ASSIGNED TASK → The data below should be copied over with complete accuracy.

(Stored items)
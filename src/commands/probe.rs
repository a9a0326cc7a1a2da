//! Probe command implementation.
//!
//! Sends a burst of requests through the standard interceptor chain (rate
//! limit, measure, cache) and prints how each one was handled.

use std::sync::Arc;
use std::time::Duration;
use storefront_perf::{
    system_clock, CachePolicy, InterceptError, Interceptor, LatencyRecorder, RequestContext,
    SlidingWindowLimiter, TtlCache,
};

use crate::config::Config;

/// Outcome of one probe request.
#[derive(Debug, Clone, PartialEq)]
pub enum ProbeOutcome {
    Served(String),
    Rejected { retry_after_secs: u64 },
    Failed(String),
}

/// Runs the probe and prints a summary.
pub fn command_probe(
    client: &str,
    operation: &str,
    arguments: &str,
    requests: usize,
    cache_ttl: u64,
    config: &Config,
) -> Result<(), Box<dyn std::error::Error>> {
    println!("🔬 Storefront Performance - Probe");
    println!("=================================");

    let policy = config.rate_limit_policy();
    println!(
        "   Client: {}  Operation: {}  Limit: {} / {}s",
        client,
        operation,
        policy.max_requests,
        policy.window.as_secs()
    );

    let clock = system_clock();
    let limiter = Arc::new(SlidingWindowLimiter::new(policy, clock.clone()));
    let recorder = Arc::new(LatencyRecorder::new(
        config
            .latency_max_samples
            .unwrap_or(storefront_perf::latency::DEFAULT_MAX_SAMPLES),
        clock.clone(),
    ));
    let cache = Arc::new(TtlCache::new(config.default_ttl(), clock));

    let cache_stage = (cache_ttl > 0).then(|| {
        (
            cache.clone(),
            CachePolicy::only([(operation, Duration::from_secs(cache_ttl))]),
        )
    });
    let pipeline = Interceptor::standard(limiter, recorder.clone(), cache_stage);

    let ctx = RequestContext::new(operation, client, arguments);
    for (n, outcome) in run_probe(&pipeline, &ctx, requests).iter().enumerate() {
        match outcome {
            ProbeOutcome::Served(value) => println!("   ├─ #{} ✅ {}", n + 1, value),
            ProbeOutcome::Rejected { retry_after_secs } => println!(
                "   ├─ #{} ⛔ 429 Too Many Requests (retry after {}s)",
                n + 1,
                retry_after_secs
            ),
            ProbeOutcome::Failed(e) => println!("   ├─ #{} ❌ {}", n + 1, e),
        }
    }

    let latency = recorder.stats(operation);
    let cache_stats = cache.stats();
    println!();
    println!(
        "   📈 Latency: {} measured, avg {:.3}ms, max {:.3}ms",
        latency.count, latency.average_ms, latency.max_ms
    );
    println!(
        "   🗄️  Cache: {} entries, {} hits, {} misses",
        cache_stats.entries, cache_stats.hits, cache_stats.misses
    );
    Ok(())
}

/// Sends `requests` calls through `pipeline`. The wrapped operation reports
/// which call actually executed it, which makes cache hits visible.
pub fn run_probe(
    pipeline: &Interceptor<String, String>,
    ctx: &RequestContext,
    requests: usize,
) -> Vec<ProbeOutcome> {
    (1..=requests)
        .map(|n| {
            let result = pipeline.execute(ctx, || {
                Ok(format!(
                    "{}({}) handled by request #{}",
                    ctx.operation, ctx.arguments_key, n
                ))
            });
            match result {
                Ok(value) => ProbeOutcome::Served(value),
                Err(InterceptError::RateLimited(denied)) => ProbeOutcome::Rejected {
                    retry_after_secs: denied.retry_after_secs(),
                },
                Err(InterceptError::Operation(e)) => ProbeOutcome::Failed(e),
            }
        })
        .collect()
}

#[cfg(test)]
mod tests {
    use super::*;
    use storefront_perf::{ManualClock, RateLimitPolicy};

    #[test]
    fn test_probe_rejects_after_limit_and_serves_from_cache() {
        let clock = Arc::new(ManualClock::new());
        let limiter = Arc::new(SlidingWindowLimiter::new(
            RateLimitPolicy::new(3, Duration::from_secs(10)),
            clock.clone(),
        ));
        let recorder = Arc::new(LatencyRecorder::new(10, clock.clone()));
        let cache = Arc::new(TtlCache::new(Duration::from_secs(300), clock.clone()));
        let pipeline = Interceptor::standard(
            limiter,
            recorder,
            Some((cache, CachePolicy::only([("opX", Duration::from_secs(60))]))),
        );

        let ctx = RequestContext::new("opX", "u1", "a=1");
        let outcomes = run_probe(&pipeline, &ctx, 4);
        let first = ProbeOutcome::Served("opX(a=1) handled by request #1".to_string());
        assert_eq!(outcomes[0], first);
        assert_eq!(outcomes[1], first);
        assert_eq!(outcomes[2], first);
        assert_eq!(
            outcomes[3],
            ProbeOutcome::Rejected {
                retry_after_secs: 10
            }
        );
    }
}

RESPONSE BOX →
filename src/commands/probe.rs
repository a9a0326cc7a1a2da
//! Probe command implementation.
//!
//! Sends a burst of requests through the standard interceptor chain (rate
//! limit, measure, cache) and prints how each one was handled.

use std::sync::Arc;
use std::time::Duration;
use storefront_perf::{
    system_clock, CachePolicy, InterceptError, Interceptor, LatencyRecorder, RequestContext,
    SlidingWindowLimiter, TtlCache,
};

use crate::config::Config;

/// Outcome of one probe request.
#[derive(Debug, Clone, PartialEq)]
pub enum ProbeOutcome {
    Served(String),
    Rejected { retry_after_secs: u64 },
    Failed(String),
}

/// Runs the probe and prints a summary.
pub fn command_probe(
    client: &str,
    operation: &str,
    arguments: &str,
    requests: usize,
    cache_ttl: u64,
    config: &Config,
) -> Result<(), Box<dyn std::error::Error>> {
    println!("🔬 Storefront Performance - Probe");
    println!("=================================");

    let policy = config.rate_limit_policy();
    println!(
        "   Client: {}  Operation: {}  Limit: {} / {}s",
        client,
        operation,
        policy.max_requests,
        policy.window.as_secs()
    );

    let clock = system_clock();
    let limiter = Arc::new(SlidingWindowLimiter::new(policy, clock.clone()));
    let recorder = Arc::new(LatencyRecorder::new(
        config
            .latency_max_samples
            .unwrap_or(storefront_perf::latency::DEFAULT_MAX_SAMPLES),
        clock.clone(),
    ));
    let cache = Arc::new(TtlCache::new(config.default_ttl(), clock));

    let cache_stage = (cache_ttl > 0).then(|| {
        (
            cache.clone(),
            CachePolicy::only([(operation, Duration::from_secs(cache_ttl))]),
        )
    });
    let pipeline = Interceptor::standard(limiter, recorder.clone(), cache_stage);

    let ctx = RequestContext::new(operation, client, arguments);
    for (n, outcome) in run_probe(&pipeline, &ctx, requests).iter().enumerate() {
        match outcome {
            ProbeOutcome::Served(value) => println!("   ├─ #{} ✅ {}", n + 1, value),
            ProbeOutcome::Rejected { retry_after_secs } => println!(
                "   ├─ #{} ⛔ 429 Too Many Requests (retry after {}s)",
                n + 1,
                retry_after_secs
            ),
            ProbeOutcome::Failed(e) => println!("   ├─ #{} ❌ {}", n + 1, e),
        }
    }

    let latency = recorder.stats(operation);
    let cache_stats = cache.stats();
    println!();
    println!(
        "   📈 Latency: {} measured, avg {:.3}ms, max {:.3}ms",
        latency.count, latency.average_ms, latency.max_ms
    );
    println!(
        "   🗄️  Cache: {} entries, {} hits, {} misses",
        cache_stats.entries, cache_stats.hits, cache_stats.misses
    );
    Ok(())
}

/// Sends `requests` calls through `pipeline`. The wrapped operation reports
/// which call actually executed it, which makes cache hits visible.
pub fn run_probe(
    pipeline: &Interceptor<String, String>,
    ctx: &RequestContext,
    requests: usize,
) -> Vec<ProbeOutcome> {
    (1..=requests)
        .map(|n| {
            let result = pipeline.execute(ctx, || {
                Ok(format!(
                    "{}({}) handled by request #{}",
                    ctx.operation, ctx.arguments_key, n
                ))
            });
            match result {
                Ok(value) => ProbeOutcome::Served(value),
                Err(InterceptError::RateLimited(denied)) => ProbeOutcome::Rejected {
                    retry_after_secs: denied.retry_after_secs(),
                },
                Err(InterceptError::Operation(e)) => ProbeOutcome::Failed(e),
            }
        })
        .collect()
}

#[cfg(test)]
mod tests {
    use super::*;
    use storefront_perf::{ManualClock, RateLimitPolicy};

    #[test]
    fn test_probe_rejects_after_limit_and_serves_from_cache() {
        let clock = Arc::new(ManualClock::new());
        let limiter = Arc::new(SlidingWindowLimiter::new(
            RateLimitPolicy::new(3, Duration::from_secs(10)),
            clock.clone(),
        ));
        let recorder = Arc::new(LatencyRecorder::new(10, clock.clone()));
        let cache = Arc::new(TtlCache::new(Duration::from_secs(300), clock.clone()));
        let pipeline = Interceptor::standard(
            limiter,
            recorder,
            Some((cache, CachePolicy::only([("opX", Duration::from_secs(60))]))),
        );

        let ctx = RequestContext::new("opX", "u1", "a=1");
        let outcomes = run_probe(&pipeline, &ctx, 4);
        let first = ProbeOutcome::Served("opX(a=1) handled by request #1".to_string());
        assert_eq!(outcomes[0], first);
        assert_eq!(outcomes[1], first);
        assert_eq!(outcomes[2], first);
        assert_eq!(
            outcomes[3],
            ProbeOutcome::Rejected {
                retry_after_secs: 10
            }
        );
    }
}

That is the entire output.